Of course in the age of Google, one can research the ballets. However, most people clearly had not done that in advance and should not have been expected to come prepared. Whether or not some audience members bothered to take to the Internet later is anyone's guess, but I doubt it.

That said, given my responsibility as a dance reviewer, I did do my homework. The opening offering, "Infra" by the Royal Ballet's Resident Choreographer Wayne McGregor to a funereal post-modernist score by Max Richter, gets its title from the Latin word for "below" or "beneath". The dancers, all of them superb technicians, are literally under a city as represented by black and white LED images of people walking back and forth on what seems to be a sidewalk. The stage lights are extremely low throughout with the unfortunate result that the eye is drawn repeatedly away from the action and up to the glowing LED screen with its repetitive pedestrian ambling. I'm not a fan of multimedia when viewers are asked to process visual effects that accomplish little except to compete with the choreography.

Not only that, but although McGregor has been hailed as a leading creator of contemporary ballet, he could have used a judicious editor for this piece that ran about twice as long as necessary. My guess is that twenty minutes in, the lack of program notes notwithstanding, a majority of the ticketholders had pretty much surmised the premise - especially those who had figured out what "infra" means in Latin. From then on, with succeeding couples and groups taking the stage while the projected figures kept on walking, nothing new took place.

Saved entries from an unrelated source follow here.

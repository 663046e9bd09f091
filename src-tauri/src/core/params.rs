//! Conversion parameters and their bounds.

use std::ops::RangeInclusive;
use serde::{Deserialize, Serialize};

pub const FILTER_SPECKLE_RANGE: RangeInclusive<i32> = 0..=128;
pub const COLOR_PRECISION_RANGE: RangeInclusive<i32> = 1..=8;
pub const GRADIENT_STEP_RANGE: RangeInclusive<i32> = 0..=128;
pub const CORNER_THRESHOLD_RANGE: RangeInclusive<i32> = 0..=180;
/// Segment length slider positions in tenths: 3.5 to 10.0.
pub const SEGMENT_LENGTH_RANGE: RangeInclusive<i32> = 35..=100;
/// Segment length moves in 0.5 steps, i.e. 5 slider positions.
pub const SEGMENT_LENGTH_STEP: i32 = 5;
pub const SEGMENT_LENGTH_DIVISOR: i32 = 10;
pub const SPLICE_THRESHOLD_RANGE: RangeInclusive<i32> = 0..=180;

pub const DEFAULT_FILTER_SPECKLE: i32 = 4;
pub const DEFAULT_COLOR_PRECISION: i32 = 6;
pub const DEFAULT_GRADIENT_STEP: i32 = 16;
pub const DEFAULT_CORNER_THRESHOLD: i32 = 60;
pub const DEFAULT_SEGMENT_LENGTH: i32 = 40;
pub const DEFAULT_SPLICE_THRESHOLD: i32 = 45;

/// Not exposed as a control.
pub const MAX_ITERATIONS: usize = 10;

/// Clamps `value` into `min..=max` and rounds it to the nearest `step` above `min`.
pub(crate) fn snap_to_step(value: i32, min: i32, max: i32, step: i32) -> i32 {
    let clamped = value.clamp(min, max);
    if step <= 1 {
        return clamped;
    }
    let snapped = min + ((clamped - min + step / 2) / step) * step;
    // Rounding up may overshoot when max is not on the step grid.
    if snapped > max { snapped - step } else { snapped }
}

/// Whether shapes are clustered by color or the image is binarized first.
#[derive(Debug, Clone, Copy, Default, PartialEq, Eq, Serialize, Deserialize)]
#[serde(rename_all = "lowercase")]
pub enum ColorMode {
    #[default]
    Color,
    Binary,
}

/// How clusters are layered in the output.
#[derive(Debug, Clone, Copy, Default, PartialEq, Eq, Serialize, Deserialize)]
#[serde(rename_all = "lowercase")]
pub enum Hierarchical {
    #[default]
    Stacked,
    Cutout,
}

/// Path simplification applied during curve fitting.
#[derive(Debug, Clone, Copy, Default, PartialEq, Eq, Serialize, Deserialize)]
#[serde(rename_all = "lowercase")]
pub enum CurveMode {
    #[default]
    Spline,
    Polygon,
    /// Raw pixel outlines; the tracer calls this `none`.
    #[serde(rename = "none")]
    Pixel,
}

impl ColorMode {
    pub const ALL: [Self; 2] = [Self::Color, Self::Binary];

    pub fn option_name(&self) -> &'static str {
        match self {
            Self::Color => "color",
            Self::Binary => "binary",
        }
    }

    pub fn display_name(&self) -> &'static str {
        match self {
            Self::Color => "Color",
            Self::Binary => "B/W",
        }
    }
}

impl Hierarchical {
    pub const ALL: [Self; 2] = [Self::Stacked, Self::Cutout];

    pub fn option_name(&self) -> &'static str {
        match self {
            Self::Stacked => "stacked",
            Self::Cutout => "cutout",
        }
    }

    pub fn display_name(&self) -> &'static str {
        match self {
            Self::Stacked => "Stacked",
            Self::Cutout => "CutOut",
        }
    }
}

impl CurveMode {
    pub const ALL: [Self; 3] = [Self::Spline, Self::Polygon, Self::Pixel];

    pub fn option_name(&self) -> &'static str {
        match self {
            Self::Spline => "spline",
            Self::Polygon => "polygon",
            Self::Pixel => "none",
        }
    }

    pub fn display_name(&self) -> &'static str {
        match self {
            Self::Spline => "Spline",
            Self::Polygon => "Polygon",
            Self::Pixel => "Pixel",
        }
    }
}

/// Immutable capture of the panel at the moment a conversion starts.
///
/// Fields are private: the only producers are [`crate::core::ParameterPanel`]
/// and `Default`, both of which keep every value inside its control's range.
#[derive(Debug, Clone, PartialEq, Serialize)]
#[serde(rename_all = "camelCase")]
pub struct ParameterSnapshot {
    color_mode: ColorMode,
    hierarchical: Hierarchical,
    curve_mode: CurveMode,
    filter_speckle: u32,
    color_precision: u32,
    layer_difference: u32,
    corner_threshold: u32,
    length_threshold: f64,
    splice_threshold: u32,
    max_iterations: usize,
}

impl ParameterSnapshot {
    /// Builds a snapshot from raw slider positions.
    ///
    /// Callers pass positions that already sit inside their ranges; they are
    /// clamped again here so the invariant never depends on the caller.
    #[allow(clippy::too_many_arguments)]
    pub(crate) fn from_positions(
        color_mode: ColorMode,
        hierarchical: Hierarchical,
        curve_mode: CurveMode,
        filter_speckle: i32,
        color_precision: i32,
        gradient_step: i32,
        corner_threshold: i32,
        segment_length: i32,
        splice_threshold: i32,
    ) -> Self {
        let clamp = |v: i32, r: RangeInclusive<i32>| v.clamp(*r.start(), *r.end()) as u32;
        let segment_length = snap_to_step(
            segment_length,
            *SEGMENT_LENGTH_RANGE.start(),
            *SEGMENT_LENGTH_RANGE.end(),
            SEGMENT_LENGTH_STEP,
        );

        Self {
            color_mode,
            hierarchical,
            curve_mode,
            filter_speckle: clamp(filter_speckle, FILTER_SPECKLE_RANGE),
            color_precision: clamp(color_precision, COLOR_PRECISION_RANGE),
            layer_difference: clamp(gradient_step, GRADIENT_STEP_RANGE),
            corner_threshold: clamp(corner_threshold, CORNER_THRESHOLD_RANGE),
            length_threshold: segment_length as f64 / SEGMENT_LENGTH_DIVISOR as f64,
            splice_threshold: clamp(splice_threshold, SPLICE_THRESHOLD_RANGE),
            max_iterations: MAX_ITERATIONS,
        }
    }

    pub fn color_mode(&self) -> ColorMode {
        self.color_mode
    }

    pub fn hierarchical(&self) -> Hierarchical {
        self.hierarchical
    }

    pub fn curve_mode(&self) -> CurveMode {
        self.curve_mode
    }

    pub fn filter_speckle(&self) -> u32 {
        self.filter_speckle
    }

    pub fn color_precision(&self) -> u32 {
        self.color_precision
    }

    pub fn layer_difference(&self) -> u32 {
        self.layer_difference
    }

    pub fn corner_threshold(&self) -> u32 {
        self.corner_threshold
    }

    pub fn length_threshold(&self) -> f64 {
        self.length_threshold
    }

    pub fn splice_threshold(&self) -> u32 {
        self.splice_threshold
    }

    pub fn max_iterations(&self) -> usize {
        self.max_iterations
    }

    /// True when every numeric field lies inside the range of its control.
    pub fn is_within_bounds(&self) -> bool {
        let within = |v: u32, r: RangeInclusive<i32>| r.contains(&(v as i32));
        let tenths = (self.length_threshold * SEGMENT_LENGTH_DIVISOR as f64).round() as i32;

        within(self.filter_speckle, FILTER_SPECKLE_RANGE)
            && within(self.color_precision, COLOR_PRECISION_RANGE)
            && within(self.layer_difference, GRADIENT_STEP_RANGE)
            && within(self.corner_threshold, CORNER_THRESHOLD_RANGE)
            && within(self.splice_threshold, SPLICE_THRESHOLD_RANGE)
            && SEGMENT_LENGTH_RANGE.contains(&tenths)
            && (tenths - SEGMENT_LENGTH_RANGE.start()) % SEGMENT_LENGTH_STEP == 0
            && self.max_iterations == MAX_ITERATIONS
    }

    /// The snapshot as the tracer's named options, in a stable order.
    pub fn named_options(&self) -> Vec<(&'static str, String)> {
        vec![
            ("colormode", self.color_mode.option_name().to_string()),
            ("hierarchical", self.hierarchical.option_name().to_string()),
            ("mode", self.curve_mode.option_name().to_string()),
            ("filter_speckle", self.filter_speckle.to_string()),
            ("color_precision", self.color_precision.to_string()),
            ("layer_difference", self.layer_difference.to_string()),
            ("corner_threshold", self.corner_threshold.to_string()),
            ("length_threshold", format!("{:.1}", self.length_threshold)),
            ("max_iterations", self.max_iterations.to_string()),
            ("splice_threshold", self.splice_threshold.to_string()),
        ]
    }
}

impl Default for ParameterSnapshot {
    fn default() -> Self {
        Self::from_positions(
            ColorMode::default(),
            Hierarchical::default(),
            CurveMode::default(),
            DEFAULT_FILTER_SPECKLE,
            DEFAULT_COLOR_PRECISION,
            DEFAULT_GRADIENT_STEP,
            DEFAULT_CORNER_THRESHOLD,
            DEFAULT_SEGMENT_LENGTH,
            DEFAULT_SPLICE_THRESHOLD,
        )
    }
}

#[cfg(test)]
mod tests {
    use super::*;

    #[test]
    fn defaults_match_the_controls() {
        let snapshot = ParameterSnapshot::default();
        assert_eq!(snapshot.color_mode(), ColorMode::Color);
        assert_eq!(snapshot.hierarchical(), Hierarchical::Stacked);
        assert_eq!(snapshot.curve_mode(), CurveMode::Spline);
        assert_eq!(snapshot.filter_speckle(), 4);
        assert_eq!(snapshot.color_precision(), 6);
        assert_eq!(snapshot.layer_difference(), 16);
        assert_eq!(snapshot.corner_threshold(), 60);
        assert_eq!(snapshot.length_threshold(), 4.0);
        assert_eq!(snapshot.splice_threshold(), 45);
        assert_eq!(snapshot.max_iterations(), 10);
        assert!(snapshot.is_within_bounds());
    }

    #[test]
    fn pixel_mode_serializes_as_none() {
        assert_eq!(serde_json::to_string(&CurveMode::Pixel).unwrap(), "\"none\"");
        let mode: CurveMode = serde_json::from_str("\"none\"").unwrap();
        assert_eq!(mode, CurveMode::Pixel);
    }

    #[test]
    fn named_options_cover_every_field() {
        let names: Vec<_> = ParameterSnapshot::default()
            .named_options()
            .into_iter()
            .map(|(name, _)| name)
            .collect();
        assert_eq!(
            names,
            [
                "colormode",
                "hierarchical",
                "mode",
                "filter_speckle",
                "color_precision",
                "layer_difference",
                "corner_threshold",
                "length_threshold",
                "max_iterations",
                "splice_threshold",
            ]
        );
    }
}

After an intermission, Akane Takada and Valentino Zucchetti kicked off a series of pieces grouped together as "Divertissements". The pair's joyous and sparkling rendition of Frederick Ashton's 1977 "Voices of Spring" to Johan Strauss II's waltz by the same name was a welcome if slightly trite antidote to the overthinking of McGregor's ballet. This pas de deux, while not one of Ashton's greatest accomplishments, is nonetheless a jubilant testimony to the joy of dance. Yes, the fact that the ballerina enters carried aloft by her partner while she sprinkles the stage with flower petals could be called corny. Still, aside from making me worry about the dancers slipping on the petal-strewn stage, I gave myself over to enjoying the fun. For the record, Ashton made his choreographic debut in 1926 and went on to become the Founding Choreographer of the Royal Ballet. He produced an impressive body of work including such masterpieces as "Marguerite and Armand" and his critically-acclaimed 1959 production of "La Fille Mal Gardée" still performed around the world today.

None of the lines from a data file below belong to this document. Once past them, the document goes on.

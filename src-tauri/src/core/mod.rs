//! Core application types and state management.
//!
//! This module contains the fundamental types used throughout the application:
//! - [`AppState`]: Application state managed by Tauri
//! - [`ParameterPanel`] and [`ParameterSnapshot`]: Conversion settings
//! - [`Session`]: Loaded image, last result and the in-flight task marker
//! - [`ConversionTask`] and [`ConversionOutcome`]: One conversion request and how it ended
//! - [`ConversionEvent`]: Messages from the worker to the controlling side

mod config;
mod panel;
mod params;
mod progress;
mod session;
mod state;
mod task;

pub use config::AppConfig;
pub use panel::{
    ChoiceOption, ControlDescriptor, ControlEvent, ControlKind, ParameterChange, ParameterListener,
    ParameterPanel, Slider,
};
pub use params::{
    ColorMode, CurveMode, Hierarchical, ParameterSnapshot, COLOR_PRECISION_RANGE,
    CORNER_THRESHOLD_RANGE, FILTER_SPECKLE_RANGE, GRADIENT_STEP_RANGE, MAX_ITERATIONS,
    SEGMENT_LENGTH_RANGE, SEGMENT_LENGTH_STEP, SPLICE_THRESHOLD_RANGE,
};
pub use progress::{ConversionEvent, Milestone, ProgressUpdate};
pub use session::{Session, SessionStatus};
pub use state::AppState;
pub use task::{ConversionOutcome, ConversionTask};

Three contemporary male solos, all of them imbued with gymnastic tricks, followed one after the other -- a peculiar programming choice in my opinion, but a decision that was clearly intentional since the men took their page bows together on the apron. "Borrowed Light" a 2015 work created by the Royal Ballet's Principal Character Artist Alastair Marriott for Royal Ballet First Artist Marcelino Sambé to Philip Glass's Piano Etude No.2 is a show-off piece for Sambé's virtuosity. My research turned up a note saying that the choreographer's goal was to move beyond that virtuosity to more "sensitive, expressive elements", but that was lost on me.

On the other hand, Calvin Richardson's unique 2013 version of "The Dying Swan" to the familiar Camille Saint-Saëns cello solo was emotionally satisfying beyond the athletics. In particular, the disjointed movements of the dancer's "wings" were poignant and persuasive.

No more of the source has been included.